-- Requirement --
Down to the last line, retype each line of the entries exactly, starting with the one that contains "async fn delete(&self, table: &str, filters: &Filters)".
══ Data listing
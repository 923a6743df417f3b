//! Generic filtered record-store contract.
//!
//! Every component in this crate persists through [`RecordStore`] rather than
//! a concrete database. Filters are exact-match equality, AND-combined. The
//! production Postgres adapter lives outside this crate; [`memory`] provides
//! the in-process implementation used by tests and the CLI demo mode.

pub mod memory;

use async_trait::async_trait;
use serde_json::Value;

use crate::error::CoreResult;

/// A persisted record. Components round-trip their typed structs through
/// JSON at this boundary.
pub type Record = Value;

/// Exact-match equality filters, AND-combined.
pub type Filters = serde_json::Map<String, Value>;

#[derive(Debug, Clone, Copy, PartialEq, Eq)]
pub enum Direction {
    Asc,
    Desc,
}

/// Sort key for `select`.
#[derive(Debug, Clone)]
pub struct OrderBy {
    pub column: String,
    pub direction: Direction,
}

impl OrderBy {
    pub fn asc(column: impl Into<String>) -> Self {
        Self {
            column: column.into(),
            direction: Direction::Asc,
        }
    }

    pub fn desc(column: impl Into<String>) -> Self {
        Self {
            column: column.into(),
            direction: Direction::Desc,
        }
    }
}

/// Build a filter map from column/value pairs.
pub fn filters<const N: usize>(pairs: [(&str, Value); N]) -> Filters {
    pairs
        .into_iter()
        .map(|(k, v)| (k.to_string(), v))
        .collect()
}

/// Key-filtered CRUD surface over a table-shaped store.
#[async_trait]
pub trait RecordStore: Send + Sync {
    /// Return records matching every filter, optionally sorted and limited.
    async fn select(
        &self,
        table: &str,
        filters: &Filters,
        limit: Option<usize>,
        order_by: Option<OrderBy>,
    ) -> CoreResult<Vec<Record>>;

    /// Insert one record, returning it as stored.
    async fn insert(&self, table: &str, data: Record) -> CoreResult<Record>;

    /// Merge `data` into every matching record, returning the updated rows.
    async fn update(
        &self,
        table: &str,
        data: Record,
        filters: &Filters,
    ) -> CoreResult<Vec<Record>>;

    /// Insert, or merge into the existing record whose `on_conflict` columns
    /// all match `data`. Returns the affected rows.
    async fn upsert(
        &self,
        table: &str,
        data: Record,
        on_conflict: &[&str],
    ) -> CoreResult<Vec<Record>>;

    /// Remove matching records, returning them.
    async fn delete(&self, table: &str, filters: &Filters) -> CoreResult<Vec<Record>>;
}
════
-- Problem solution --
    async fn delete(&self, table: &str, filters: &Filters) -> CoreResult<Vec<Record>>;
}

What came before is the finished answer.